For years, comedy was strictly a men-only club. But there’s a new wave of women dominating the scene and shaking up punchlines. We take a moment to celebrate the ladies making us laugh.
I have seen many things on comedy stages over the years: fights, sweat, a fully naked man rigid beneath a spotlight with a whole lemon in his mouth, fibreglass heads, people miming cunnilingus, guns, melons, testicles, keytars and a man with a rucksack full of ice. But when Hannah Gadsby announced during her show Nanette that she was no longer doing self-deprecating jokes, I was shocked. I felt uneasy, surprised and strange.
It is a simple enough statement, on the surface: no self-deprecating jokes. No more easy pickings about your appearance, your hair, your outfit, your disastrous Tinder chat, what a mess you are in social situations. How you’re crap (or lazy) in bed, your weight, your voice, your gender, your leg length, your accent – your general, total failure in all aspects of life. Gadsby is not going to play that game anymore. She is no longer going to surrender her status, denigrate herself or undermine her talents, simply to put the unenlightened members of her audience at ease. This was renegade. This was pretty near pop-on-a-beret-and-chug-on-a-cigar revolutionary.

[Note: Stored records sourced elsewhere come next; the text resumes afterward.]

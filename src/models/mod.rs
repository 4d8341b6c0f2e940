//! Data models representing database entities.
//!
//! This module contains all data structures that map to database tables,
//! plus the search criteria used to filter breweries.

/// Beer model
pub mod beer;
/// Brewery model
pub mod brewery;
/// Beer review model
pub mod review;
/// Brewery search criteria
pub mod search;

“Using self-deprecating humour has an effect – on you and on the audience,” says Rachel Parris, comedian and star of the improvised comedy play
Austentatious. “It’s become too common, too expected for women, for gay people, for people of colour, for anyone whose status is already lowered by the society we live in, to self-deprecate on stage in order to put the audience at ease.” She continues: “What happens if these comedians are, instead, powerful? Confident? Unashamedly smart? If you look at how London Hughes, Suzi Ruffell, Harriet Kemsley or Lolly Adefope use status, they all do it differently, and that’s what feels hopeful.”
Denne historien er fra April 2019-utgaven av ELLE Australia.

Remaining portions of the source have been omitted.